Appearing as a soldier in this episode only is Bernard G. High - he's the young looking chap to the left of the picture looking at the cable drum. High had appeared occasionally in Z-Cars during 1967 as Det. Constable John. By an odd coincidence his director in all 3 appearances was one D Camfield who later reused him as a Unit Soldier in Terror of the Zygons 2! His final Z-Cars appearance, Finch & Sons pt2 also features Richardson Morgan who plays Corporal Blake in this story and later returns as Rogin in Ark in Space!

What's that I spy behind Chorley as he gets up? It's another power plant panel! In fact we saw this one in the previous story when it was in Salamander's office!

41web2 40Enemy

Web of Fear 1 was the second episode of Doctor Who to be returned to the BBC Film and Video library. In 1978 Sue Malden, BBC archive selector, made a visit to BBC Enterprises and found a batch of returned films from which she believed to be from Asia TV in Hong Kong (Note this information, taken from the first edition of Wiped! Doctor Who's Missing Episodes was removed for the The Second Edition). Amongst these was one episode of Doctor Who: Web of Fear 1. She contacted Asia TV but they said they had no other old episodes of Doctor Who. However 14 years later the same television station found prints of all four episodes of The Tomb of the Cybermen in it's vaults. 13 episodes of Season 5 remain. 2 were always known to be at the BBC, four more were actually at the BBC all along but lost. So prior to 2013 of the episodes returned from outside sources this season most of them come from Asia TV. Further searches of their archives have been made and they insist nothing else is there. The only problem with this story is that in 1976 a list of episodes held by the BBC was produced in order to make the Whose Doctor Who documentary. That list includes a lone episode of the Web of Fear: episode one....

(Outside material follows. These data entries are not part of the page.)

//! Scanner for the extracted icon archive.
//!
//! Walks the archive root, turning each category folder into an
//! [`AssetGroup`] with a sorted list of SVG stems. Traversal is sorted so the
//! pipeline sees an identical asset order on every run.

use std::path::{Path, PathBuf};

use crate::error::PipelineError;

/// Folders in the icon archive that do not contain real stratagems.
const DENY_FOLDERS: &[&str] = &["_Experimental Stratagems", ".git", "node_modules"];

/// A named folder of raw vector assets corresponding to one in-game source
/// category.
#[derive(Debug, Clone)]
pub struct AssetGroup {
    /// Folder name, used as the department lookup key.
    pub name: String,
    /// Directory holding this group's SVG files.
    pub dir: PathBuf,
    /// Asset stems (file names minus the `.svg` extension), sorted.
    pub assets: Vec<String>,
}

impl AssetGroup {
    /// Path of the vector file for one of this group's asset stems.
    pub fn asset_path(&self, stem: &str) -> PathBuf {
        self.dir.join(format!("{stem}.svg"))
    }
}

/// Scan the extracted archive root for asset groups.
///
/// Deny-listed and hidden folders are skipped. Both the group list and each
/// group's assets come back sorted.
pub fn scan_asset_groups(root: &Path) -> Result<Vec<AssetGroup>, PipelineError> {
    let mut dirs: Vec<PathBuf> = std::fs::read_dir(root)?
        .flatten()
        .map(|e| e.path())
        .filter(|p| p.is_dir())
        .collect();
    dirs.sort();

    let mut groups = Vec::new();
    for dir in dirs {
        let Some(name) = dir.file_name().and_then(|n| n.to_str()) else {
            continue;
        };
        if name.starts_with('.') || DENY_FOLDERS.contains(&name) {
            continue;
        }

        let assets = collect_svg_stems(&dir)?;
        if assets.is_empty() {
            log::debug!("Skipping {name}: no SVG files");
            continue;
        }

        groups.push(AssetGroup {
            name: name.to_string(),
            dir,
            assets,
        });
    }

    Ok(groups)
}

/// Collect the stems of all `.svg` files directly inside a directory, sorted.
fn collect_svg_stems(dir: &Path) -> Result<Vec<String>, PipelineError> {
    let mut stems: Vec<String> = std::fs::read_dir(dir)?
        .flatten()
        .map(|e| e.path())
        .filter(|p| {
            p.is_file()
                && p.extension()
                    .and_then(|e| e.to_str())
                    .map(|e| e.eq_ignore_ascii_case("svg"))
                    .unwrap_or(false)
        })
        .filter_map(|p| p.file_stem().and_then(|s| s.to_str()).map(String::from))
        .collect();
    stems.sort();
    Ok(stems)
}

The recent recovery of a near complete set of prints for this story has shed some light on the origins of the BBC's existing print of Web of Fear 1. The prints returned from Nigeria had been sent to them by RTV in Hong Kong. The BBC's print is likely to be the copy of Web of Fear sent back from Australia on 04/06/1975. This batch of films also included all the stories which have had individual episodes recovered in the UK over the years: Galaxy 4 episode 3, Underwater menace 2, Faceless Ones 3, Evil of the Daleks 2 and Wheel in Space 3.

I wanted to see Web of Fear 1 when I was younger. I was very fond of the book of this story which I'd read in my local library dozens of times (said Hardback copy now sits on my shelves here) and I knew this episode existed. Anticipation was heightened by watching Abominable Snowmen 2 on Doctor Who - the Troughton Years in 1992. As we saw it wasn't released with Doctor Who: The Ice Warriors in 1998. In fact it didn't come out on video till the very last Doctor Who video release The Reign Of Terror, which Blackstar very helpfully failed to send me necessitating a run round several shops hunting a copy down (thank you HMV in Richmond). Since the soundtrack for the whole story was released on 6th March 2002 that makes this one of (at the time of the original Blog) four episodes of Doctor Who that I heard before I saw them (the others are Dalek Masterplan 2 and Faceless Ones 1 & 3 - 11 more episodes have been returned since and added to the list). Of course it's now available on DVD as part of Doctor Who - Lost In Time with a commentary by Deborah Watling (Victoria) and Script Editor Derrick Sherwin moderated by Gary Russell.

The return of the Web of Fear doesn't affect us for this episode at the moment but a copy of Web of Fear 1 was returned with the four other episodes and apparently that's of superior quality to the existing one so when the DVD comes out it might be interesting to compare the episode there with the one found on Lost in Time.